# Task details
Return all lines from the listing below that include the word "directory".

::: Task input :::

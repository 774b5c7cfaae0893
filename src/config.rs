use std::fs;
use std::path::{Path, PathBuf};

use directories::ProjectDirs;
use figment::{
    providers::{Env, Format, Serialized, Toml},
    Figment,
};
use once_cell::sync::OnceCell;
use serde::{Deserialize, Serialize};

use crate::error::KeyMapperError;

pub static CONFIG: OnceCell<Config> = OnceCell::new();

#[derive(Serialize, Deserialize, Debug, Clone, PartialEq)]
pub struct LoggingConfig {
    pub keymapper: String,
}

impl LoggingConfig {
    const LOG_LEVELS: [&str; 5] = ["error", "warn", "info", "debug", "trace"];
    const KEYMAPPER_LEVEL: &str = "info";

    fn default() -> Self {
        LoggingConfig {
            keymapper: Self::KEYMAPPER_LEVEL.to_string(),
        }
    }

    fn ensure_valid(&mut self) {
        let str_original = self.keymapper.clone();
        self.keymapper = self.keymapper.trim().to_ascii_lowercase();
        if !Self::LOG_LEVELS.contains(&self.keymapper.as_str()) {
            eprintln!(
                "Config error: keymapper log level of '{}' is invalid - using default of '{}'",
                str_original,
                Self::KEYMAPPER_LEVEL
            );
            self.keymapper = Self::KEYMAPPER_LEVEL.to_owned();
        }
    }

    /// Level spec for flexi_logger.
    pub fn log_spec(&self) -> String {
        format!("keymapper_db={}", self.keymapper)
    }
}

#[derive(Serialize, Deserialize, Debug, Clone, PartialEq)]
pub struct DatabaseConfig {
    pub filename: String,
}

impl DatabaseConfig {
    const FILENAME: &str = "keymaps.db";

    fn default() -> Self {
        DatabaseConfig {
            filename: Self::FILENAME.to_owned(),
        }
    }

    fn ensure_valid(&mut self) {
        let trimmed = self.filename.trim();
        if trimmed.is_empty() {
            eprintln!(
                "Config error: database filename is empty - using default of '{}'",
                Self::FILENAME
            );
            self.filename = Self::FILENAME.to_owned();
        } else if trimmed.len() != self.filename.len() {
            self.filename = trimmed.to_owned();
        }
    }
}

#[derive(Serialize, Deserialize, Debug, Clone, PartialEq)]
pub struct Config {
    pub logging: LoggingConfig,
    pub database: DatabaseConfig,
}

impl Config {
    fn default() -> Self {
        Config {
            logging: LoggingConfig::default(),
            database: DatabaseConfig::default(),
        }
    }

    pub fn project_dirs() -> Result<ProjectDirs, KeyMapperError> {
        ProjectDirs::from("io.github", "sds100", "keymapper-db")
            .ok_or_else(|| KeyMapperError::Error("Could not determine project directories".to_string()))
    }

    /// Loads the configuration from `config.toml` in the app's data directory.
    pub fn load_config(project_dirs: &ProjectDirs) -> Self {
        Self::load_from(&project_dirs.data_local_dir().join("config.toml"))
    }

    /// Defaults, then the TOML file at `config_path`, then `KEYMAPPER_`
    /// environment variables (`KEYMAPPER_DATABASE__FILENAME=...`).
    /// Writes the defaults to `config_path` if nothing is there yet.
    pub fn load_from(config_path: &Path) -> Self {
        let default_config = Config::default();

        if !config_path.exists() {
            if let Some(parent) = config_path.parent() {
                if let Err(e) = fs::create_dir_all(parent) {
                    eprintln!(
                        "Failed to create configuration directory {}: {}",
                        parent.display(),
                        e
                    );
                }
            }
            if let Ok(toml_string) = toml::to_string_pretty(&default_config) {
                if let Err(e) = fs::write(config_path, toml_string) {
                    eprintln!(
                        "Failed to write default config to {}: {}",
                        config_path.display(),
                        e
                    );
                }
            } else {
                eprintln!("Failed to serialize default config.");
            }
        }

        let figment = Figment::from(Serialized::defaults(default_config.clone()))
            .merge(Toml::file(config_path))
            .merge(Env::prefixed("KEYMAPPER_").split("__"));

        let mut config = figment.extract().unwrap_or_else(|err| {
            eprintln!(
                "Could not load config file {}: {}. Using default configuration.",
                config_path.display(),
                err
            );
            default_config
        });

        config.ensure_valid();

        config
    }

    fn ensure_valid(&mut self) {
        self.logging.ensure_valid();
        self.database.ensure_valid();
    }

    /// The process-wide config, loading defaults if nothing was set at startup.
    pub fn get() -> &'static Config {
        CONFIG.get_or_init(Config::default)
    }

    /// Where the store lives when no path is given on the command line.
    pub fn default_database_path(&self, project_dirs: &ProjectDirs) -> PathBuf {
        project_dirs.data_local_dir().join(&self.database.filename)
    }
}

:::
::: Task input :::

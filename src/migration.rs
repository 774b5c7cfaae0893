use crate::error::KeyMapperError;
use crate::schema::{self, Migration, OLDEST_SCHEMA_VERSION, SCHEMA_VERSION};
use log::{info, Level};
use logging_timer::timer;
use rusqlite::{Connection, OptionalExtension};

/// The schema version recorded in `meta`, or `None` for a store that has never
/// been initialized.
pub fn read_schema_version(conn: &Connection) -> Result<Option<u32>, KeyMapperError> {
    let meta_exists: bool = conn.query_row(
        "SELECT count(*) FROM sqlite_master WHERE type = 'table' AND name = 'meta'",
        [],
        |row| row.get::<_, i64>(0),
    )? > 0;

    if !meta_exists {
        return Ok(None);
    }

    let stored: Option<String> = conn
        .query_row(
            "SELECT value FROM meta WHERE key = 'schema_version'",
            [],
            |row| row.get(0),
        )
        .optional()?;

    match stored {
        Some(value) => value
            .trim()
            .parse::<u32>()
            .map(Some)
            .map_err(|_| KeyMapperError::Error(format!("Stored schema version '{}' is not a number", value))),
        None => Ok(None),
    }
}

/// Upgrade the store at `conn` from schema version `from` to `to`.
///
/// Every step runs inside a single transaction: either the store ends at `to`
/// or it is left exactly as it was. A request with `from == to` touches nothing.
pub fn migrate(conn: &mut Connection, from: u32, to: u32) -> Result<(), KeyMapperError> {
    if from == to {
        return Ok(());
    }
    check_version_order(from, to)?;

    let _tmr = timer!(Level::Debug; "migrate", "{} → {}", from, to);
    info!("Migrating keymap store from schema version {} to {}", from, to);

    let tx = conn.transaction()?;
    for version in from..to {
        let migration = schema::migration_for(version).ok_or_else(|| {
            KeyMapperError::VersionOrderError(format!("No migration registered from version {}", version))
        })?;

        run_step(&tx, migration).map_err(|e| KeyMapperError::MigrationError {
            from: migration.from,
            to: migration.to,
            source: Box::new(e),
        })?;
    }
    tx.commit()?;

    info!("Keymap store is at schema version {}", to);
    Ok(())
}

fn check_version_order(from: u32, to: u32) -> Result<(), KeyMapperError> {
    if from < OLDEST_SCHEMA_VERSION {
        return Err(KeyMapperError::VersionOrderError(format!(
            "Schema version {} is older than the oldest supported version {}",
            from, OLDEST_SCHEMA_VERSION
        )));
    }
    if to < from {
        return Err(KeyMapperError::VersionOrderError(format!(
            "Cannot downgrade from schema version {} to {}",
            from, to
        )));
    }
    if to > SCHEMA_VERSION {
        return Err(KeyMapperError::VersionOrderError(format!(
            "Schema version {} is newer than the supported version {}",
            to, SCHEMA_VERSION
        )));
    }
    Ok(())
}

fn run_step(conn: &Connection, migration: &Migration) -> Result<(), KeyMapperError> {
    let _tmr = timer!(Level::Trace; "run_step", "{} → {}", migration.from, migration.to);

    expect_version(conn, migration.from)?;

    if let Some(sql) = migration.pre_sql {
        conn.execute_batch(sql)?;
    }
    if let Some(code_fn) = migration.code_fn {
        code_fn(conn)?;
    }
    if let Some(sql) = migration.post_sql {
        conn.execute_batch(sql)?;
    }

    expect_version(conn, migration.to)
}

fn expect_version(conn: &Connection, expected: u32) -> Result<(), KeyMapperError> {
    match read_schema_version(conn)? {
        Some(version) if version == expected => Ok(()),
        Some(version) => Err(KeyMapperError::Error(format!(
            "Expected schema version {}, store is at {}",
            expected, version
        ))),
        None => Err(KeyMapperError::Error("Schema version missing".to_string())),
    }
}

:::

# Problem solution
    /// Loads the configuration from `config.toml` in the app's data directory.
                        "Failed to create configuration directory {}: {}",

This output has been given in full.